The conversation languished while she again attacked the sundae. Carroll spoke:
“Have you seen your friend, Miss Gresham, lately?”
“Hazel? I’ll say I have—although she’s horribly weepy since poor Roland was killed. Of course, I’m not heartless or anything like that; but what’s the use of crying all the time when there are just as good fish in the sea as ever were caught? I told her that, but it don’t seem to do a single bit of good. She just keeps saying, ‘Poor Roland is dead,’ just as if I didn’t know it as well as she does—him having been crazy about me even before he was about her. I’m sort of afraid it’s gone to the poor girl’s head. She’s simply horribly upset!”

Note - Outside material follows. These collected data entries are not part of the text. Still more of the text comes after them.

// src/infrastructure/storage.rs
use crate::application::MediaStore;
use crate::constants::MEDIA_PATH_PREFIX;
use crate::domain::DomainError;
use crate::infrastructure::session::Session;
use async_trait::async_trait;
use serde::Deserialize;
use tracing::{debug, instrument};

#[derive(Debug, Deserialize)]
struct SignedUrl {
    url: String,
}

/// Object-storage adapter.
///
/// Object paths are `media/{identity_id}/{key}`; the identity segment comes
/// from the session captured at construction, so callers only ever pass the
/// object key.
pub struct HttpMediaStore {
    client: reqwest::Client,
    base_url: String,
    identity_id: String,
    access_token: String,
}

impl HttpMediaStore {
    pub fn new(base_url: &str, session: &Session) -> Self {
        Self {
            client: reqwest::Client::new(),
            base_url: base_url.trim_end_matches('/').to_string(),
            identity_id: session.identity_id.clone(),
            access_token: session.access_token.clone(),
        }
    }

    fn object_path(&self, key: &str) -> String {
        format!("{}/{}/{}", MEDIA_PATH_PREFIX, self.identity_id, key)
    }

    fn object_url(&self, key: &str) -> String {
        format!("{}/objects/{}", self.base_url, self.object_path(key))
    }
}

fn storage_error(err: reqwest::Error) -> DomainError {
    DomainError::Storage(err.to_string())
}

#[async_trait]
impl MediaStore for HttpMediaStore {
    #[instrument(level = "debug", skip(self))]
    async fn get_url(&self, key: &str) -> Result<String, DomainError> {
        let response = self
            .client
            .get(format!("{}/url", self.object_url(key)))
            .bearer_auth(&self.access_token)
            .send()
            .await
            .map_err(storage_error)?;
        if !response.status().is_success() {
            return Err(DomainError::Storage(format!(
                "signed URL request for '{}' returned {}",
                self.object_path(key),
                response.status()
            )));
        }

        let signed: SignedUrl = response.json().await.map_err(storage_error)?;
        debug!(key, "Resolved signed URL");
        Ok(signed.url)
    }

    #[instrument(level = "debug", skip(self, bytes), fields(len = bytes.len()))]
    async fn upload(
        &self,
        key: &str,
        bytes: Vec<u8>,
        content_type: &str,
    ) -> Result<(), DomainError> {
        let response = self
            .client
            .put(self.object_url(key))
            .bearer_auth(&self.access_token)
            .header(reqwest::header::CONTENT_TYPE, content_type)
            .body(bytes)
            .send()
            .await
            .map_err(storage_error)?;
        if !response.status().is_success() {
            return Err(DomainError::Storage(format!(
                "upload of '{}' returned {}",
                self.object_path(key),
                response.status()
            )));
        }

        debug!(key, "Upload complete");
        Ok(())
    }
}
// src/infrastructure/config.rs
use crate::constants::{APP_DIR_NAME, CONFIG_FILE_NAME};
use anyhow::{Context, Result};
use serde::{Deserialize, Serialize};
use std::path::{Path, PathBuf};

/// TOML configuration for the backend endpoints
#[derive(Debug, Clone, Deserialize, Serialize, PartialEq, Default)]
pub struct Config {
    #[serde(default)]
    pub backend: BackendConfig,
}

#[derive(Debug, Clone, Deserialize, Serialize, PartialEq)]
pub struct BackendConfig {
    /// Base URL of the data service (the "Note" record API).
    #[serde(default = "default_api_url")]
    pub api_url: String,
    /// Base URL of the object storage service.
    #[serde(default = "default_storage_url")]
    pub storage_url: String,
}

// Default value functions
fn default_api_url() -> String {
    "http://localhost:8080".to_string()
}
fn default_storage_url() -> String {
    "http://localhost:8081".to_string()
}

impl Default for BackendConfig {
    fn default() -> Self {
        Self {
            api_url: default_api_url(),
            storage_url: default_storage_url(),
        }
    }
}

impl Config {
    /// Load configuration from TOML file
    pub fn load(path: impl AsRef<Path>) -> Result<Self> {
        let content =
            std::fs::read_to_string(path.as_ref()).context("Failed to read config file")?;

        let config: Config = toml::from_str(&content).context("Failed to parse TOML config")?;

        Ok(config)
    }

    /// Save configuration to TOML file
    pub fn save(&self, path: impl AsRef<Path>) -> Result<()> {
        let toml_string =
            toml::to_string_pretty(self).context("Failed to serialize config to TOML")?;

        if let Some(parent) = path.as_ref().parent() {
            std::fs::create_dir_all(parent).context("Failed to create config directory")?;
        }
        std::fs::write(path.as_ref(), toml_string).context("Failed to write config file")?;

        Ok(())
    }

    /// Create default configuration file at path
    pub fn create_default(path: impl AsRef<Path>) -> Result<Self> {
        let config = Self::default();
        config.save(path)?;
        Ok(config)
    }

    /// Load from `path` if given, else from the platform config dir,
    /// creating a default file there on first use.
    pub fn load_or_default(path: Option<&Path>) -> Result<Self> {
        match path {
            Some(path) => Self::load(path),
            None => {
                let default_path = Self::default_path()?;
                if default_path.exists() {
                    Self::load(&default_path)
                } else {
                    Self::create_default(&default_path)
                }
            }
        }
    }

    /// Default location of the config file under the platform config dir.
    pub fn default_path() -> Result<PathBuf> {
        let config_dir = dirs::config_dir().context("Could not find config directory")?;
        Ok(config_dir.join(APP_DIR_NAME).join(CONFIG_FILE_NAME))
    }
}
// src/application/store.rs
use crate::domain::{DomainError, Note};
use async_trait::async_trait;

/// Input for note creation: the two text fields plus an optional image
/// attachment, matching the creation form.
#[derive(Debug, Clone)]
pub struct NewNote {
    pub name: String,
    pub description: String,
    pub attachment: Option<Attachment>,
}

/// An image file attached to a note at creation time.
///
/// `file_name` doubles as the storage object key of the record it is
/// attached to.
#[derive(Debug, Clone)]
pub struct Attachment {
    pub file_name: String,
    pub bytes: Vec<u8>,
    pub content_type: &'static str,
}

/// Data-service port over the backend's "Note" record type.
///
/// The backend scopes `list_notes` to the authenticated principal and
/// assigns `id`, `owner` and the timestamps on create.
#[async_trait]
pub trait NoteStore {
    async fn list_notes(&self) -> Result<Vec<Note>, DomainError>;

    /// Create a record; `image_key` is the attachment's file name, or empty
    /// when the note has no image.
    async fn create_note(
        &self,
        name: &str,
        description: &str,
        image_key: &str,
    ) -> Result<Note, DomainError>;

    async fn delete_note(&self, id: &str) -> Result<(), DomainError>;
}

/// Object-storage port. Paths are a function of the caller's identity, so
/// the binding resolves `key` to `media/{identity_id}/{key}` internally;
/// callers never pass the identity.
#[async_trait]
pub trait MediaStore {
    /// Time-limited signed retrieval URL for the object stored under `key`.
    async fn get_url(&self, key: &str) -> Result<String, DomainError>;

    /// Upload image bytes under `key`; resolves once the upload completes.
    async fn upload(
        &self,
        key: &str,
        bytes: Vec<u8>,
        content_type: &str,
    ) -> Result<(), DomainError>;
}
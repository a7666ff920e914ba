// src/domain/mod.rs
pub mod error;
pub mod note;

pub use error::DomainError;
pub use note::Note;
// src/infrastructure/mod.rs
pub mod api;
pub mod config;
pub mod session;
pub mod storage;

pub use api::HttpNoteStore;
pub use config::Config;
pub use session::{Session, SessionStore};
pub use storage::HttpMediaStore;
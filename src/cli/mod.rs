// src/cli/mod.rs
pub mod args;
// src/ports/mod.rs
pub mod card;

pub use card::CardPresenter;
// src/constants.rs
//
// Application-wide constants shared across layers.

/// Top-level prefix for all storage object paths.
///
/// Uploaded images live at `media/{identity_id}/{key}`; the identity segment
/// is supplied by the storage binding from the active session, never by the
/// caller.
///
/// Used in: `infrastructure/storage.rs`
pub const MEDIA_PATH_PREFIX: &str = "media";

/// File extensions accepted for note image attachments.
///
/// Mirrors the creation form's accepted content types (PNG and JPEG only).
/// Validation happens before any remote call so a bad attachment never
/// creates an orphaned record.
///
/// Used in: `util/image.rs`
pub const ACCEPTED_IMAGE_EXTENSIONS: &[&str] = &["png", "jpg", "jpeg"];

/// Name of the endpoint configuration file under the platform config dir.
///
/// Used in: `infrastructure/config.rs`, `lib.rs`
pub const CONFIG_FILE_NAME: &str = "notekeep.toml";

/// Name of the persisted session file under the platform data dir.
///
/// Used in: `infrastructure/session.rs`
pub const SESSION_FILE_NAME: &str = "session.json";

/// Directory (under the platform config/data dirs) owned by this client.
///
/// Used in: `infrastructure/config.rs`, `infrastructure/session.rs`
pub const APP_DIR_NAME: &str = "notekeep";
use super::{TextLineMap, TextLineSpec};
use crate::editor::history::{HistoryAction, SnapshotHistory, DEFAULT_HISTORY_LIMIT};

/// Slot-key to spec map with the same base/current/history contract as the override store.
///
/// Identity specs are never stored: an absent slot reads as [`TextLineSpec::default`], so
/// value equality of two maps is equality of every slot's effective spec.
#[derive(Debug, Clone)]
pub struct TextLineSpecStore {
    base: TextLineMap,
    current: TextLineMap,
    history: SnapshotHistory<TextLineMap>,
}

impl Default for TextLineSpecStore {
    fn default() -> Self {
        Self::with_history_limit(DEFAULT_HISTORY_LIMIT)
    }
}

impl TextLineSpecStore {
    pub fn with_history_limit(limit: usize) -> Self {
        Self {
            base: TextLineMap::new(),
            current: TextLineMap::new(),
            history: SnapshotHistory::with_limit(limit),
        }
    }

    pub fn load_base(&mut self, base: TextLineMap) {
        let base = normalized(base);
        self.current = base.clone();
        self.base = base;
        self.history.clear();
    }

    pub fn base(&self) -> &TextLineMap {
        &self.base
    }

    pub fn current(&self) -> &TextLineMap {
        &self.current
    }

    pub fn snapshot(&self) -> TextLineMap {
        self.current.clone()
    }

    pub fn history(&self) -> &SnapshotHistory<TextLineMap> {
        &self.history
    }

    /// Stored spec, or the identity spec for slots never touched.
    pub fn spec(&self, slot: &str) -> TextLineSpec {
        self.current.get(slot).copied().unwrap_or_default()
    }

    pub fn set_spec(&mut self, slot: &str, spec: TextLineSpec, record_history: bool) -> bool {
        let spec = spec.clamped();
        if self.spec(slot) == spec {
            return false;
        }
        let previous = self.current.clone();
        store_spec(&mut self.current, slot, spec);
        if record_history {
            self.history.record(previous);
        } else {
            self.history.clear_redo();
        }
        true
    }

    /// Applies `update` to every listed slot as one change. Returns whether anything changed.
    pub fn update_all<'a, I, F>(&mut self, slots: I, record_history: bool, mut update: F) -> bool
    where
        I: IntoIterator<Item = &'a str>,
        F: FnMut(TextLineSpec) -> TextLineSpec,
    {
        let mut next = self.current.clone();
        for slot in slots {
            let spec = next.get(slot).copied().unwrap_or_default();
            let updated = update(spec).clamped();
            if updated != spec {
                store_spec(&mut next, slot, updated);
            }
        }
        if next == self.current {
            return false;
        }
        let previous = std::mem::replace(&mut self.current, next);
        if record_history {
            self.history.record(previous);
        } else {
            self.history.clear_redo();
        }
        true
    }

    pub fn commit_snapshot(&mut self, pre: TextLineMap) -> bool {
        self.history.record_if_changed(pre, &self.current)
    }

    pub fn undo(&mut self) -> bool {
        self.transfer(HistoryAction::Undo)
    }

    pub fn redo(&mut self) -> bool {
        self.transfer(HistoryAction::Redo)
    }

    fn transfer(&mut self, action: HistoryAction) -> bool {
        let current = self.current.clone();
        match self.history.transfer(action, current) {
            Some(snapshot) => {
                self.current = snapshot;
                true
            }
            None => false,
        }
    }

    pub(crate) fn clear_redo(&mut self) {
        self.history.clear_redo();
    }

    pub fn can_undo(&self) -> bool {
        self.history.can_undo()
    }

    pub fn can_redo(&self) -> bool {
        self.history.can_redo()
    }

    pub fn reset_to_base(&mut self) -> bool {
        if self.current == self.base {
            return false;
        }
        let previous = std::mem::replace(&mut self.current, self.base.clone());
        self.history.record(previous);
        true
    }

    pub fn is_dirty(&self) -> bool {
        self.current != self.base
    }

    /// Submitted maps may list identity specs for every slot; they compare as absent.
    pub fn mark_saved(&mut self, submitted: TextLineMap) {
        self.base = normalized(submitted);
    }
}

fn normalized(map: TextLineMap) -> TextLineMap {
    map.into_iter()
        .map(|(key, spec)| (key, spec.clamped()))
        .filter(|(_, spec)| !spec.is_default())
        .collect()
}

fn store_spec(map: &mut TextLineMap, slot: &str, spec: TextLineSpec) {
    if spec.is_default() {
        map.remove(slot);
    } else {
        map.insert(slot.to_string(), spec);
    }
}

“That’s not unnatural, is it?”
“No-o, I suppose not; but it’s terribly old-fashioned.”
“Does she—discuss the affair much?”
“All the time.”
“What does she think about the woman in the taxicab?”
“You mean the woman who killed him?”
“Yes.”
“Well!” positively. “If I was that woman, I’d hate to meet Hazel Gresham—if Hazel knew it!”
“But she has no suspicion of any certain person?”
“Goodness, no! How could she have? Of course, we agreed that it was some vampire; but we can’t decide which one. Most of the women we know don’t go in for killing men; and a heap of them are married, anyway.”
“Anyway?”
“Yes. You wouldn’t expect a nice chap like Roland to be eloping with a married woman, would you? Not in real life?”
Carroll with difficulty concealed a smile. The girl was a refreshing mixture of world-old wisdom and almost childish innocence. She was a type new to him, and, as such, absorbingly interesting.
“How about Miss Gresham’s brother?” he inquired idly. “How does he take it?”